Wellbore pressures and temperatures may be measured using Schlumberger's Platform Basic Measurement Sonde™ (PBMS). PBMS is merely one example and other examples may be used. The fluid density can be measured using known devices, such as Schlumberger's gradiomanometer sonde™ which measure the hydrostatic pressure of a column of fluid. A gradiomanometer sonde is merely one example and other examples may be used such as a vibrating tube, vibrating wire etc.
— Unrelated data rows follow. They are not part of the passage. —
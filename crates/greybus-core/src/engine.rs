use std::sync::atomic::{AtomicBool, Ordering};
use std::sync::mpsc::{self, Receiver, SyncSender};
use std::sync::{Arc, Mutex, RwLock, Weak};
use std::thread::JoinHandle;

use greybus_message::{Message, OperationIdAllocator, OperationResult, PING_TYPE};
use greybus_transport::{InboundSink, Transport, TransportError};
use tracing::{debug, error, info, warn};

use crate::bus::{Bus, EngineStats, Shared, Stats};
use crate::config::{CportConfig, GreybusConfig};
use crate::driver::{Driver, Event};
use crate::error::{GreybusError, Result};
use crate::registry::{CportInfo, Registry, Route};

/// Queue entry: a received message and the cport it arrived on.
struct Pending {
    cport: u16,
    message: Message,
}

struct Inner {
    bus: Bus,
    queue: RwLock<Option<SyncSender<Pending>>>,
    running: AtomicBool,
}

/// The Greybus engine: cport registry, receive queue and dispatch worker.
///
/// Received messages go through one bounded FIFO queue to a single worker
/// thread, so all driver handlers run serialised and messages on a cport are
/// handled in arrival order.
pub struct Greybus {
    inner: Arc<Inner>,
    worker: Mutex<Option<JoinHandle<()>>>,
}

impl Greybus {
    /// Validate `config`, start the dispatch worker and initialise `transport`.
    ///
    /// Failing to start the worker or the transport aborts start-up.
    pub fn init(config: GreybusConfig, transport: Arc<dyn Transport>) -> Result<Self> {
        config.validate()?;

        let (tx, rx) = mpsc::sync_channel(config.queue_capacity);
        let mut builder = std::thread::Builder::new().name(config.worker_name.clone());
        if let Some(size) = config.worker_stack_size {
            builder = builder.stack_size(size);
        }

        let shared = Arc::new(Shared {
            registry: Registry::new(&config),
            transport: Arc::clone(&transport),
            ids: OperationIdAllocator::new(),
            stats: Stats::default(),
            config,
        });
        let bus = Bus::new(shared);

        let worker_bus = bus.clone();
        let handle = builder
            .spawn(move || worker_loop(worker_bus, rx))
            .map_err(GreybusError::Worker)?;

        let inner = Arc::new(Inner {
            bus,
            queue: RwLock::new(Some(tx)),
            running: AtomicBool::new(true),
        });

        let sink: Arc<dyn InboundSink> = Arc::new(EngineSink {
            inner: Arc::downgrade(&inner),
        });
        if let Err(err) = transport.init(sink) {
            error!(transport = transport.name(), error = %err, "transport init failed");
            inner.close_queue();
            let _ = handle.join();
            return Err(err.into());
        }

        let shared = &inner.bus.shared;
        info!(
            cports = shared.registry.len(),
            queue_capacity = shared.config.queue_capacity,
            transport = transport.name(),
            "greybus engine started"
        );

        Ok(Self {
            inner,
            worker: Mutex::new(Some(handle)),
        })
    }

    /// Unbind every driver, stop the worker and shut the transport down.
    ///
    /// Does nothing when the engine is already stopped.
    pub fn deinit(&self) {
        if !self.inner.running.swap(false, Ordering::AcqRel) {
            return;
        }

        for cport in self.inner.bus.shared.registry.bound_cports() {
            if let Err(err) = self.unregister_driver(cport) {
                warn!(cport, error = %err, "failed to unregister driver");
            }
        }

        self.inner.close_queue();
        let handle = self.worker.lock().unwrap_or_else(|p| p.into_inner()).take();
        if let Some(handle) = handle {
            if handle.thread().id() == std::thread::current().id() {
                warn!("deinit called from the dispatch worker; not joining");
            } else if handle.join().is_err() {
                error!("dispatch worker panicked");
            }
        }

        self.inner.bus.shared.transport.exit();
        info!("greybus engine stopped");
    }

    pub fn is_running(&self) -> bool {
        self.inner.running.load(Ordering::Acquire)
    }

    /// Entry point for received messages.
    ///
    /// Blocks while the queue is full. Messages for an unbound cport are
    /// dropped without error.
    pub fn receive(&self, cport: u16, message: Message) -> Result<()> {
        self.inner.receive(cport, message)
    }

    /// Bind `driver` to `cport` and run its `init` callback.
    pub fn register_driver(&self, cport: u16, bundle: u8, driver: Arc<dyn Driver>) -> Result<()> {
        let bus = &self.inner.bus;
        let registry = &bus.shared.registry;

        let configured = registry.bundle(cport)?;
        if configured != bundle {
            error!(cport, bundle, configured, "bundle mismatch");
            return Err(GreybusError::InvalidArgument(format!(
                "cport {cport} belongs to bundle {configured}, not {bundle}"
            )));
        }
        registry.ensure_vacant(cport)?;

        driver.init(bus, cport).map_err(|err| {
            error!(cport, driver = driver.name(), error = %err, "driver init failed");
            GreybusError::Driver(err)
        })?;

        if let Err(err) = registry.bind(cport, Arc::clone(&driver)) {
            driver.exit(bus, cport);
            return Err(err);
        }

        debug!(cport, bundle, driver = driver.name(), "driver registered");
        Ok(())
    }

    /// Unbind the driver on `cport`.
    ///
    /// Queued messages for the cport are discarded by the worker from here on.
    pub fn unregister_driver(&self, cport: u16) -> Result<()> {
        let bus = &self.inner.bus;
        let registry = &bus.shared.registry;

        registry.check_range(cport)?;
        if !registry.is_bound(cport) {
            return Err(GreybusError::NotBound(cport));
        }

        match bus.shared.transport.stop_listening(cport) {
            Ok(()) | Err(TransportError::NotListening(_)) => {}
            Err(err) => warn!(cport, error = %err, "stop listening failed"),
        }

        let driver = registry.begin_teardown(cport)?;
        driver.exit(bus, cport);
        registry.unbind(cport);

        debug!(cport, driver = driver.name(), "driver unregistered");
        Ok(())
    }

    /// Register drivers for the configured cport table.
    ///
    /// `factory` is asked once per cport; cports it returns `None` for stay
    /// unbound. Registration failures are logged and skipped. Returns the
    /// number of drivers bound.
    pub fn register_from_config<F>(&self, mut factory: F) -> usize
    where
        F: FnMut(u16, &CportConfig) -> Option<Arc<dyn Driver>>,
    {
        let table = self.inner.bus.shared.config.cports.clone();
        let mut bound = 0;
        for (index, entry) in table.iter().enumerate() {
            let cport = index as u16;
            let Some(driver) = factory(cport, entry) else {
                debug!(cport, protocol = %entry.protocol, "no driver for cport");
                continue;
            };
            match self.register_driver(cport, entry.bundle, driver) {
                Ok(()) => bound += 1,
                Err(err) => {
                    error!(cport, protocol = %entry.protocol, error = %err, "registration failed")
                }
            }
        }
        info!(bound, cports = table.len(), "drivers registered");
        bound
    }

    pub fn listen(&self, cport: u16) -> Result<()> {
        self.inner.bus.listen(cport)
    }

    pub fn stop_listening(&self, cport: u16) -> Result<()> {
        self.inner.bus.stop_listening(cport)
    }

    pub fn notify(&self, cport: u16, event: Event) -> Result<()> {
        self.inner.bus.notify(cport, event)
    }

    pub fn cport_info(&self, cport: u16) -> Option<CportInfo> {
        self.inner.bus.cport_info(cport)
    }

    pub fn cports(&self) -> Vec<CportInfo> {
        self.inner.bus.shared.registry.snapshot()
    }

    pub fn cport_count(&self) -> usize {
        self.inner.bus.cport_count()
    }

    pub fn stats(&self) -> EngineStats {
        self.inner.bus.stats()
    }

    /// A handle for sending on behalf of this engine.
    pub fn bus(&self) -> Bus {
        self.inner.bus.clone()
    }
}

impl Drop for Greybus {
    fn drop(&mut self) {
        self.deinit();
    }
}

impl Inner {
    fn receive(&self, cport: u16, message: Message) -> Result<()> {
        let shared = &self.bus.shared;
        if let Err(err) = shared.registry.check_range(cport) {
            error!(cport, op_type = message.op_type(), "message for invalid cport");
            return Err(err);
        }
        if !shared.registry.is_bound(cport) {
            warn!(cport, op_type = message.op_type(), "no driver bound; dropping message");
            Stats::bump(&shared.stats.dropped_unbound);
            return Ok(());
        }

        let sender = self
            .queue
            .read()
            .unwrap_or_else(|p| p.into_inner())
            .clone()
            .ok_or(GreybusError::NotInitialized)?;

        sender
            .send(Pending { cport, message })
            .map_err(|_| GreybusError::NotInitialized)?;
        Stats::bump(&shared.stats.received);
        Ok(())
    }

    fn close_queue(&self) {
        self.queue.write().unwrap_or_else(|p| p.into_inner()).take();
    }
}

/// Feeds transport traffic into the engine without keeping it alive.
struct EngineSink {
    inner: Weak<Inner>,
}

impl InboundSink for EngineSink {
    fn deliver(&self, cport: u16, message: Message) -> greybus_transport::Result<()> {
        let inner = self.inner.upgrade().ok_or(TransportError::Shutdown)?;
        inner.receive(cport, message).map_err(|err| match err {
            GreybusError::InvalidCport(cport) => TransportError::InvalidCport(cport),
            _ => TransportError::Shutdown,
        })
    }
}

fn worker_loop(bus: Bus, queue: Receiver<Pending>) {
    debug!("dispatch worker running");
    for Pending { cport, message } in queue.iter() {
        dispatch(&bus, cport, message);
    }
    debug!("dispatch worker exiting");
}

fn dispatch(bus: &Bus, cport: u16, message: Message) {
    let stats = &bus.shared.stats;
    let driver = match bus.shared.registry.route(cport) {
        Route::Driver(driver) => driver,
        Route::Draining => {
            debug!(cport, op_type = message.op_type(), "cport draining; discarding message");
            Stats::bump(&stats.drained);
            return;
        }
        Route::Unbound => {
            warn!(cport, op_type = message.op_type(), "driver gone; dropping message");
            Stats::bump(&stats.dropped_unbound);
            return;
        }
    };

    if message.op_type() == PING_TYPE {
        Stats::bump(&stats.pinged);
        if let Err(err) = bus.respond_empty(cport, &message, OperationResult::Success) {
            warn!(cport, error = %err, "failed to answer ping");
        }
        return;
    }

    debug!(
        cport,
        op_type = message.op_type(),
        operation_id = message.operation_id(),
        driver = driver.name(),
        "dispatching"
    );
    Stats::bump(&stats.dispatched);
    if let Err(err) = driver.handle(bus, cport, message) {
        Stats::bump(&stats.handler_errors);
        warn!(cport, driver = driver.name(), error = %err, "handler failed");
    }
}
Referring generally to FIG. 1, one embodiment of a well system is illustrated. In the example illustrated, the injection well and a first and a second observation well are lined with a casing. The casing typically is perforated in a manner that places the perforations in the same reservoir or stratigraphic interval for all wells. The perforations enable flow of fluids into (or out of) a wellbore at each well zone. Referring generally to FIG. 1, one example of an injection well and a first and a second observation well is illustrated, according to embodiments of the subject disclosure. The CO2 flows into the reservoir though the perforations in the injection well. The injected fluid migrates in the reservoir towards the first and the second observations wells. At the first observation well, some of the injected fluid enters the well through the perforations and bubbles up the brine column in the tubing thereby displacing the brine from the tubing because the density of the injected fluid is less than brine density at the same temperature and pressure. In time, all of the brine is displaced from the observation wells. The extent of the brine displacement is representative of the time that the injected fluid has been in the vicinity of the first or second observation wells. Once the brine is completely displaced from the well, there is no phase replacement in the observation well.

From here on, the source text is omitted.